§ WORK ORDER: Look in the material below for the line with "fn decl(name: &str, syntax: SyntaxPattern)" and the line with "Shared by the", then set down exactly those two lines and all lines between, nothing more.

§ DATA FOR REVIEW:
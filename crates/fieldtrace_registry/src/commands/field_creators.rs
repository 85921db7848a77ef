//! Commands that introduce new fields.
//!
//! Extraction commands (`rex`, `extract`, `spath` without an explicit
//! output) produce fields whose names only exist at runtime, so several
//! declarations here are `Partial`: they model the lineage-relevant clauses
//! and leave the extracted names opaque.

use fieldtrace_syntax::{
    CommandCategory, CommandSemantics, CommandSyntax, FieldEffect, GrammarSupport, ParamType,
    StaticCreate, SyntaxPattern, field, field_list, lit, param, seq,
};

use super::{opaque_args, opt_kv};

fn decl(name: &str, syntax: SyntaxPattern) -> CommandSyntax {
    CommandSyntax::new(name, CommandCategory::FieldCreators, syntax)
}

fn preserves() -> CommandSemantics {
    CommandSemantics::new().preserves_all()
}

/// `field [as alias]` where the bare form modifies the field in place and
/// the aliased form writes a new field computed from it. Shared by the
/// running-computation commands (`accum`, `delta`, `autoregress`).
fn source_as_alias() -> SyntaxPattern {
    seq([
        field("field").with_effect(FieldEffect::Modifies),
        seq([
            lit("as"),
            field("alias")
                .with_effect(FieldEffect::Creates)
                .with_depends_on(["field"]),
        ])
        .optional(),
    ])
}

pub(crate) fn declarations() -> Vec<CommandSyntax> {
    vec![
        decl(
            "eval",
            seq([
                param(ParamType::EvaledField, "target")
                    .with_effect(FieldEffect::Creates)
                    .with_depends_on_expression("expression"),
                lit("="),
                param(ParamType::Str, "expression"),
            ])
            .one_or_more(),
        )
        .with_semantics(preserves()),
        decl(
            "lookup",
            seq([
                param(ParamType::Str, "table"),
                field_list("match_fields").with_effect(FieldEffect::Consumes),
                seq([
                    lit("output"),
                    field_list("output_fields")
                        .with_effect(FieldEffect::Creates)
                        .with_depends_on(["match_fields"]),
                ])
                .optional(),
            ]),
        )
        .with_grammar_support(GrammarSupport::Partial)
        .with_semantics(preserves()),
        decl(
            "rex",
            seq([
                opt_kv("field", field("field").with_effect(FieldEffect::Consumes)),
                opt_kv("mode", param(ParamType::Str, "mode")),
                param(ParamType::Str, "pattern"),
            ]),
        )
        .with_grammar_support(GrammarSupport::Partial)
        .with_semantics(preserves()),
        decl(
            "erex",
            seq([
                field("target").with_effect(FieldEffect::Creates),
                opt_kv("fromfield", field("fromfield").with_effect(FieldEffect::Consumes)),
                opt_kv("examples", param(ParamType::Str, "examples")),
            ]),
        )
        .with_grammar_support(GrammarSupport::Partial)
        .with_semantics(preserves()),
        decl(
            "spath",
            seq([
                opt_kv("input", field("input").with_effect(FieldEffect::Consumes)),
                opt_kv(
                    "output",
                    field("output")
                        .with_effect(FieldEffect::Creates)
                        .with_depends_on(["input"]),
                ),
                opt_kv("path", param(ParamType::Str, "path")),
            ]),
        )
        .with_grammar_support(GrammarSupport::Partial)
        .with_semantics(preserves()),
        decl(
            "strcat",
            seq([
                field_list("sources").with_effect(FieldEffect::Consumes),
                field("dest")
                    .with_effect(FieldEffect::Creates)
                    .with_depends_on(["sources"]),
            ]),
        )
        .with_semantics(preserves()),
        decl("accum", source_as_alias()).with_semantics(preserves()),
        decl(
            "delta",
            seq([source_as_alias(), opt_kv("p", param(ParamType::Int, "p"))]),
        )
        .with_semantics(preserves()),
        decl(
            "autoregress",
            seq([source_as_alias(), opt_kv("p", param(ParamType::Int, "p"))]),
        )
        .with_semantics(preserves()),
        decl(
            "rangemap",
            seq([
                lit("field"),
                lit("="),
                field("field").with_effect(FieldEffect::Consumes),
                opt_kv("default", param(ParamType::Str, "default")),
            ]),
        )
        .with_grammar_support(GrammarSupport::Partial)
        .with_semantics(
            preserves().with_static_create(StaticCreate::new("range").with_depends_on(["field"])),
        ),
        decl(
            "iplocation",
            seq([
                opt_kv("prefix", param(ParamType::Str, "prefix")),
                opt_kv("allfields", param(ParamType::Bool, "allfields")),
                field("field").with_effect(FieldEffect::Consumes),
            ]),
        )
        .with_semantics(
            preserves()
                .with_static_create(StaticCreate::new("City").with_depends_on(["field"]))
                .with_static_create(StaticCreate::new("Country").with_depends_on(["field"]))
                .with_static_create(StaticCreate::new("Region").with_depends_on(["field"]))
                .with_static_create(StaticCreate::new("lat").with_depends_on(["field"]))
                .with_static_create(StaticCreate::new("lon").with_depends_on(["field"])),
        ),
        decl(
            "xpath",
            seq([
                param(ParamType::Str, "xpath"),
                opt_kv("field", field("field").with_effect(FieldEffect::Consumes)),
                opt_kv(
                    "outfield",
                    field("outfield")
                        .with_effect(FieldEffect::Creates)
                        .with_depends_on(["field"]),
                ),
            ]),
        )
        .with_semantics(preserves()),
        decl("addinfo", opaque_args())
            .with_grammar_support(GrammarSupport::Recognized)
            .with_semantics(
                preserves()
                    .with_static_create(StaticCreate::new("info_min_time"))
                    .with_static_create(StaticCreate::new("info_max_time"))
                    .with_static_create(StaticCreate::new("info_search_time"))
                    .with_static_create(StaticCreate::new("info_sid")),
            ),
        decl("relevancy", opaque_args())
            .with_grammar_support(GrammarSupport::Recognized)
            .with_semantics(preserves().with_static_create(StaticCreate::new("relevancy"))),
        decl(
            "tags",
            seq([
                opt_kv(
                    "outputfield",
                    field("outputfield").with_effect(FieldEffect::Creates),
                ),
                field_list("fields")
                    .with_effect(FieldEffect::Consumes)
                    .optional(),
            ]),
        )
        .with_grammar_support(GrammarSupport::Partial)
        .with_semantics(preserves()),
        decl("extract", opaque_args())
            .with_alias("kv")
            .with_grammar_support(GrammarSupport::Recognized)
            .with_semantics(preserves()),
        decl("xmlkv", opaque_args())
            .with_grammar_support(GrammarSupport::Recognized)
            .with_semantics(preserves()),
        decl("kvform", opaque_args())
            .with_grammar_support(GrammarSupport::Recognized)
            .with_semantics(preserves()),
        decl("multikv", opaque_args())
            .with_grammar_support(GrammarSupport::Recognized)
            .with_semantics(preserves()),
    ]
}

§ OUTPUT BELOW:
fn decl(name: &str, syntax: SyntaxPattern) -> CommandSyntax {
    CommandSyntax::new(name, CommandCategory::FieldCreators, syntax)
}

fn preserves() -> CommandSemantics {
    CommandSemantics::new().preserves_all()
}

/// `field [as alias]` where the bare form modifies the field in place and
/// the aliased form writes a new field computed from it. Shared by the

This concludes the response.